Each year brings a different flavor to the ABC and this year was no different. What set this year’s event apart was the unprecedented access our sector had with the current administration. Typically, a handful of top staff would show up but this year there were some high-level political players such as the aforementioned cabinet members plus top economists speaking to the strength of economy. The multitude of topics gave the 260 attendees the chance to learn more and hear specifics about the most important issues of the day. Here are some important points:
Aluminum tariffs are not helpful to reducing the cost of boating. As Rep. Derek Kilmer (Democrat-Bremerton) said, “As a general rule, I’m not for bigger barriers in trade.”
Boating has a serious threat when it comes to finding a workforce today and in the future. There are both short-term and long-term challenges finding workers who can build and fix boats. The National Marine Manufacturers Association President Thom Dammrich said it best:,“Frankly, the problem is there aren’t enough workers. It’s not that there aren’t enough workers that are trained, there just aren’t enough workers. The solution is legal immigration.”
While not as heady a topic as with previous ABCs (this was my seventh), its perennial status keeps it on our agenda. With the Renewable Fuel Standard mandating an increase to 15% of fuel to consist of ethanol (what’s called E15), it’s imperative for our coalition to provide alternative solutions. These include:
- Ensure that E10 (10% of the fuel is ethanol), which is safer for marine engines, remains widely available at gas stations across the country.
- Develop a pro-active education campaign to protect the American public from the corn lobby. As E15 enters the market, consumers need to be warned and informed about its dangers.
- Promote safer renewable fuels like biobutanol.
Closer to home, Northwest Marine Trade Association’s President George Harris, Mayor David Baker of Kenmore, Washington, and I blitzed Congressional offices on our one day on The Hill. We met with ten of the 11 members of the congressional delegation (or their staffers) and highlighted two issues of utmost importance: securing Ballard Locks funding and the importance of recreational fishing to the boating businesses in Washington.

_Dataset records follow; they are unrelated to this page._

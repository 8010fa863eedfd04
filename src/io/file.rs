use std::path::Path;

use crate::error::StoreError;
use crate::model::Board;

/// Save a board to a JSON file.
pub fn save_board(board: &Board, path: &Path) -> Result<(), StoreError> {
    let json = serde_json::to_string_pretty(board)?;
    if let Some(dir) = path.parent().filter(|d| !d.as_os_str().is_empty()) {
        std::fs::create_dir_all(dir).map_err(|source| StoreError::Io {
            path: dir.to_path_buf(),
            source,
        })?;
    }
    std::fs::write(path, json).map_err(|source| StoreError::Io {
        path: path.to_path_buf(),
        source,
    })
}

/// Load a board from a JSON file.
pub fn load_board(path: &Path) -> Result<Board, StoreError> {
    let json = std::fs::read_to_string(path).map_err(|source| StoreError::Io {
        path: path.to_path_buf(),
        source,
    })?;
    Ok(serde_json::from_str(&json)?)
}

#[cfg(test)]
mod tests {
    use super::*;
    use chrono::NaiveDate;

    #[test]
    fn board_survives_a_save() {
        let dir = tempfile::tempdir().unwrap();
        let path = dir.path().join("plans").join("q3.roadmap.json");
        let board = Board::sample(NaiveDate::from_ymd_opt(2025, 7, 1).unwrap());

        save_board(&board, &path).unwrap();
        let loaded = load_board(&path).unwrap();
        assert_eq!(loaded, board);
    }

    #[test]
    fn missing_file_names_the_path() {
        let dir = tempfile::tempdir().unwrap();
        let path = dir.path().join("nope.json");
        let err = load_board(&path).unwrap_err();
        assert!(err.to_string().contains("nope.json"));
    }
}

The good news with the Ballard Locks funding is that it ranks with mom and apple pie when it comes to mainstream opinion. The bad news is that such a vanilla topic is darn near impossible to elicit passion for funding the $12 million needed to replace the Locks’ culvert valves. From a sales perspective, the logic of bringing up the Ballard Locks ahead of sportfishing is that it gets the customer (i.e. the lawmaker) nodding and in agreement that this is important. As they say in sales, the first “yes” is the most important to get a deal completed.
If the Ballard Locks are a true no-brainer, recreational fishing remains a binary choice for elected officials. It’s important to note that recreational fishing occurs on 70% of recreational boats (last year it was 60%) and as Jeff Angers, President of the nonprofit Center for Sportfishing Policy, told me, “What’s good for [recreational] fishing is good for boating.”

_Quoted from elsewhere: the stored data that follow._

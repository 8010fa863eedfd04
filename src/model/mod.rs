pub mod board;
pub mod card;
pub mod lane;
pub mod placement;
pub mod sprint;

pub use board::Board;
pub use card::{Card, CardId};
pub use lane::{Lane, LaneId, Lanes};
pub use placement::{Cell, Placement};
pub use sprint::{DateField, Sprint, SprintId, Timeline};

At this point of the 15-minute meetings, I would hand over the conversation to George Harris, who was recently appointed to Governor Inslee’s task force to save the Southern Resident killer whales. George would guide the conversation away from mentioning the elephant in the room (i.e. Boldt Decision) and towards how recreational anglers disproportionately get squeezed on their fishing opportunities compared to commercial and tribal anglers. We had the most momentum when we focused attention on a common enemy, seals and sea lions who gorge on Chinook salmon.

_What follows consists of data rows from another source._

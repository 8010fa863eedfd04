use chrono::NaiveDate;
use egui::{Color32, Context, RichText, Window};
use egui_phosphor::regular as icons;

use roadmap_grid::model::{CardId, DateField, LaneId, SprintId};

use crate::app::RoadmapApp;
use crate::ui::theme;

/// Open sprint popover and its unsaved field values.
#[derive(Debug, Clone)]
pub struct SprintEditor {
    pub sprint: SprintId,
    pub name: String,
    pub start: NaiveDate,
    pub end: NaiveDate,
}

#[derive(Debug, Clone)]
pub struct LaneEditor {
    pub lane: LaneId,
    pub name: String,
}

#[derive(Debug, Clone)]
pub struct CardEditor {
    pub card: CardId,
    pub name: String,
}

enum Action {
    None,
    Apply,
    Remove,
    Close,
}

fn primary_button(label: &str) -> egui::Button<'static> {
    egui::Button::new(RichText::new(label.to_string()).color(Color32::WHITE))
        .fill(theme::ACCENT)
        .rounding(egui::Rounding::same(4.0))
}

fn danger_button(label: &str) -> egui::Button<'static> {
    egui::Button::new(RichText::new(label.to_string()).color(Color32::WHITE))
        .fill(theme::DANGER)
        .rounding(egui::Rounding::same(4.0))
}

/// Render the sprint popover: name, start and end dates, removal.
pub fn show_sprint_popover(app: &mut RoadmapApp, ctx: &Context) {
    let Some(editor) = app.sprint_editor.as_mut() else {
        return;
    };
    let mut action = Action::None;
    let mut open = true;
    Window::new(RichText::new(format!("{} Sprint", icons::CALENDAR)).strong().size(14.0))
        .id(egui::Id::new("sprint_popover"))
        .open(&mut open)
        .resizable(false)
        .collapsible(false)
        .anchor(egui::Align2::CENTER_CENTER, [0.0, 0.0])
        .fixed_size([theme::DIALOG_WIDTH, 0.0])
        .show(ctx, |ui| {
            ui.visuals_mut().extreme_bg_color = theme::BG_FIELD;
            ui.add_space(4.0);
            egui::Grid::new("sprint_grid")
                .num_columns(2)
                .spacing([12.0, 8.0])
                .show(ui, |ui| {
                    ui.label(RichText::new("Name").color(theme::TEXT_SECONDARY));
                    ui.add_sized(
                        [200.0, 24.0],
                        egui::TextEdit::singleline(&mut editor.name).hint_text("Sprint name..."),
                    );
                    ui.end_row();

                    ui.label(RichText::new("Start").color(theme::TEXT_SECONDARY));
                    ui.add(egui_extras::DatePickerButton::new(&mut editor.start).id_salt("sprint_dp_start"));
                    ui.end_row();

                    ui.label(RichText::new("End").color(theme::TEXT_SECONDARY));
                    ui.add(egui_extras::DatePickerButton::new(&mut editor.end).id_salt("sprint_dp_end"));
                    ui.end_row();
                });
            ui.label(
                RichText::new("Later sprints move with the end date.")
                    .font(theme::font_small())
                    .color(theme::TEXT_DIM),
            );

            ui.add_space(6.0);
            ui.separator();
            ui.horizontal(|ui| {
                if ui.add_sized([80.0, 28.0], primary_button("Apply")).clicked() {
                    action = Action::Apply;
                }
                if ui.add_sized([80.0, 28.0], danger_button("Remove")).clicked() {
                    action = Action::Remove;
                }
                if ui.add_sized([80.0, 28.0], egui::Button::new("Cancel")).clicked() {
                    action = Action::Close;
                }
            });
        });
    if !open {
        action = Action::Close;
    }

    let editor = editor.clone();
    match action {
        Action::None => {}
        Action::Close => app.sprint_editor = None,
        Action::Remove => {
            app.remove_sprint(editor.sprint);
            app.sprint_editor = None;
        }
        Action::Apply => {
            if app.apply_sprint_edit(&editor) {
                app.sprint_editor = None;
            }
        }
    }
}

/// Render the lane popover: rename and removal.
pub fn show_lane_popover(app: &mut RoadmapApp, ctx: &Context) {
    let Some(editor) = app.lane_editor.as_mut() else {
        return;
    };
    let mut action = Action::None;
    let mut open = true;
    Window::new(RichText::new(format!("{} Lane", icons::ROWS)).strong().size(14.0))
        .id(egui::Id::new("lane_popover"))
        .open(&mut open)
        .resizable(false)
        .collapsible(false)
        .anchor(egui::Align2::CENTER_CENTER, [0.0, 0.0])
        .fixed_size([theme::DIALOG_WIDTH, 0.0])
        .show(ctx, |ui| {
            ui.visuals_mut().extreme_bg_color = theme::BG_FIELD;
            ui.add_space(4.0);
            ui.horizontal(|ui| {
                ui.label(RichText::new("Name").color(theme::TEXT_SECONDARY));
                let edit = ui.add_sized(
                    [220.0, 24.0],
                    egui::TextEdit::singleline(&mut editor.name).hint_text("Lane name..."),
                );
                if edit.lost_focus() && ui.input(|i| i.key_pressed(egui::Key::Enter)) {
                    action = Action::Apply;
                }
            });
            ui.label(
                RichText::new("Removing a lane moves its cards to the unassigned pool.")
                    .font(theme::font_small())
                    .color(theme::TEXT_DIM),
            );
            ui.add_space(6.0);
            ui.separator();
            ui.horizontal(|ui| {
                if ui.add_sized([80.0, 28.0], primary_button("Rename")).clicked() {
                    action = Action::Apply;
                }
                if ui.add_sized([80.0, 28.0], danger_button("Remove")).clicked() {
                    action = Action::Remove;
                }
                if ui.add_sized([80.0, 28.0], egui::Button::new("Cancel")).clicked() {
                    action = Action::Close;
                }
            });
        });
    if !open {
        action = Action::Close;
    }

    let editor = editor.clone();
    match action {
        Action::None => {}
        Action::Close => app.lane_editor = None,
        Action::Remove => {
            app.remove_lane(editor.lane);
            app.lane_editor = None;
        }
        Action::Apply => {
            app.rename_lane(editor.lane, &editor.name);
            app.lane_editor = None;
        }
    }
}

/// Render the card detail window.
pub fn show_card_window(app: &mut RoadmapApp, ctx: &Context) {
    let Some(editor) = app.card_editor.as_mut() else {
        return;
    };
    let board = app.planner.board();
    let Some(card) = board.cards.get(editor.card) else {
        app.card_editor = None;
        return;
    };
    let lane = card
        .lane_id
        .and_then(|id| board.lanes.find(id))
        .map_or_else(|| "Unassigned".to_string(), |l| l.name.clone());
    let span = match (
        board.timeline.find(card.start_sprint),
        board.timeline.find(card.end_sprint),
    ) {
        (Some(s), Some(e)) if s.id == e.id => s.name.clone(),
        (Some(s), Some(e)) => format!("{} → {}", s.name, e.name),
        _ => "No sprint".to_string(),
    };
    let metadata: Vec<(String, String)> = card
        .metadata
        .iter()
        .map(|(k, v)| (k.clone(), v.to_string()))
        .collect();

    let mut action = Action::None;
    let mut open = true;
    Window::new(RichText::new(format!("{} Card", icons::PENCIL_SIMPLE)).strong().size(14.0))
        .id(egui::Id::new("card_window"))
        .open(&mut open)
        .resizable(false)
        .collapsible(false)
        .default_pos([320.0, 160.0])
        .fixed_size([theme::DIALOG_WIDTH, 0.0])
        .show(ctx, |ui| {
            ui.visuals_mut().extreme_bg_color = theme::BG_FIELD;
            ui.add_space(4.0);
            egui::Grid::new("card_grid")
                .num_columns(2)
                .spacing([12.0, 6.0])
                .show(ui, |ui| {
                    ui.label(RichText::new("Name").color(theme::TEXT_SECONDARY));
                    ui.add_sized([220.0, 24.0], egui::TextEdit::singleline(&mut editor.name));
                    ui.end_row();

                    ui.label(RichText::new("Lane").color(theme::TEXT_SECONDARY));
                    ui.label(&lane);
                    ui.end_row();

                    ui.label(RichText::new("Sprints").color(theme::TEXT_SECONDARY));
                    ui.label(&span);
                    ui.end_row();

                    for (key, value) in &metadata {
                        ui.label(RichText::new(key).color(theme::TEXT_DIM));
                        ui.label(value);
                        ui.end_row();
                    }
                });
            ui.add_space(6.0);
            ui.separator();
            ui.horizontal(|ui| {
                if ui.add_sized([80.0, 28.0], primary_button("Save")).clicked() {
                    action = Action::Apply;
                }
                if ui
                    .add_sized([80.0, 28.0], danger_button(&format!("{} Delete", icons::TRASH)))
                    .clicked()
                {
                    action = Action::Remove;
                }
            });
        });
    if !open {
        action = Action::Close;
    }

    let editor = editor.clone();
    match action {
        Action::None => {}
        Action::Close => app.card_editor = None,
        Action::Remove => {
            app.delete_card(editor.card);
            app.card_editor = None;
        }
        Action::Apply => {
            app.rename_card(editor.card, &editor.name);
            app.card_editor = None;
        }
    }
}

/// Render the "About" dialog.
pub fn show_about_dialog(app: &mut RoadmapApp, ctx: &Context) {
    let mut should_close = false;
    Window::new("About")
        .resizable(false)
        .collapsible(false)
        .anchor(egui::Align2::CENTER_CENTER, [0.0, 0.0])
        .fixed_size([300.0, 180.0])
        .show(ctx, |ui| {
            ui.vertical_centered(|ui| {
                ui.add_space(12.0);
                ui.heading(RichText::new("Roadmap Grid").strong());
                ui.add_space(2.0);
                ui.label(
                    RichText::new(format!("Version {}", env!("CARGO_PKG_VERSION")))
                        .color(theme::TEXT_SECONDARY),
                );
                ui.add_space(10.0);
                ui.label("Sprints across, lanes down,");
                ui.label("cards where they meet.");
                ui.add_space(14.0);
                if ui.add_sized([100.0, 28.0], egui::Button::new("Close")).clicked() {
                    should_close = true;
                }
            });
        });
    if should_close {
        app.show_about = false;
    }
}

/// Date edits to apply for a sprint currently spanning `start..=end`, ordered
/// so the intermediate sprint never ends before it starts.
pub fn changed_dates(editor: &SprintEditor, start: NaiveDate, end: NaiveDate) -> Vec<(DateField, NaiveDate)> {
    let mut changes = Vec::new();
    if editor.start != start {
        changes.push((DateField::Start, editor.start));
    }
    if editor.end != end {
        changes.push((DateField::End, editor.end));
    }
    if editor.end > end {
        changes.reverse();
    }
    changes
}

Time will tell what deliverables come from this experience. One stalwart truism that ties these seven annual ABC meetings together is already quite apparent: it’s so much easier for our group to ask for something if we have a relationship already in place before that ask occurs. Flying cross-country back to my Seattle home from this trip (and having snuck in a tour of Thomas Jefferson’s Monticello while I was there), I reflected on my time in D.C. It’s easy to rag on our nation’s capital but if you put on a different lens, I’m darn proud to call myself an American after a week like this past one.